Summary Statistics: II Rule of Thumb: For bell-shaped distributions of data (“normally” distributed): ~ 68% of values are within mean ±1 SD ~ 95% of values are within mean ±2 SD ~ 99.7% of values are within mean ±3 SD Geometric means (see next slide): Used for some skewed data. 1.Take logs of individual values. 2.Find, say, mean ±2 SD → mean (low, up) of the logged values. 3.Find antilogs of mean, low, up. Call them GM, low2, up2 (back on original scale). 4.GM is the “geometric mean”. The interval (low2,up2) is skewed about GM (corresponds to graph).

Geometric Means These are histograms rotated 90º, and box plots. Note how the log transformation gives a symmetric distribution.

Summary Statistics: III (Correlation) Always look at scatterplot. See graphs in readings for values ranging from -1 (perfectly inverse relation) to +1 (perfectly direct). Zero=no relation. Measures linear association. Very sensitive to outliers. Specific to the ranges of the two variables. Typically, cannot extrapolate to populations with other ranges. Subgroups may not have the same correlation; in fact, they could have the opposite association (ecological fallacy). Special correlations are used for non-symmetric data. Measures association, not causation.

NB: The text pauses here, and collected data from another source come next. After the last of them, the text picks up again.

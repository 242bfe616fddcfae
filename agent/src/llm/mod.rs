//! LLM abstraction layer

mod canned;
mod ollama;

pub use canned::{
    CannedLlm, OFFLINE_CLINICAL_REVIEW, OFFLINE_DRAFT, OFFLINE_SAFETY_REVIEW, OFFLINE_SYNTHESIS,
};
pub use ollama::{list_models, ModelInfo, OllamaClient};

use anyhow::Result;
use async_trait::async_trait;

/// Trait for LLM backends
///
/// A backend turns one system prompt plus one user message into raw text.
/// It makes no promise about the shape of that text; validation happens in
/// [`crate::capability`].
#[async_trait]
pub trait Llm: Send + Sync {
    /// Send a system prompt and a user message, get the raw reply
    async fn complete(&self, system: &str, user: &str) -> Result<String>;

    /// Get the model name
    fn model(&self) -> &str;
}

Confidence Intervals: I See beginning of reading for the goal of confidence intervals. CIs are not about individuals, but rather about populations, i.e., groups of individuals. A mean from a sample estimates the mean of the entire population. 95% CI for the mean is a range of values we're 95% sure contains the unknown mean. Reading example: N=40 non-smokers. Vitamin C mean±2SD is 90±2*35 = 20 to 160 = “normal range”. Our estimate of the unknown mean for all non-smokers is 90, but how confident are we about that estimate? Need a ±range for it that we are 95% confident contains the unknown mean.

Confidence Intervals: II Can calculate a CI for any unknown parameter. Typical 95% CI for a mean is roughly: mean ± 2SD/√N. Larger SD → wider CI. Larger N → narrower CI. More confidence → wider CI. For reading example, about 90 ± 2*35/√40 = 78 to 102. I am being sloppy with terminology. The underlined mean above is the always-to-be-unknown mean for the population (everyone). The other mean, before ±, is the mean that is calculated from the sample of N, and estimates the unknown mean. Note explicit use of N; correct unit of analysis is critical. What if we measured vitamin C on 10 days for each subject?

Confidence vs. Prediction Intervals Typical 95% CI for a mean is roughly: mean ± 2SD/√N. Recall that this CI is the range of values we're 95% sure contains the unknown mean for “everyone”. What about (normal) ranges for individuals? This is often called a prediction interval (PI). 95% of individuals fall in a 95% PI. 95% chance that an individual falls in a 95% PI. Typical 95% PI for an individual is roughly: mean ± 2SD. With large N (? often N>30 is used), do not need bell-shaped data distribution for the CI, but that shape IS needed for the PI, regardless of N. Otherwise, we use percentiles for normal ranges.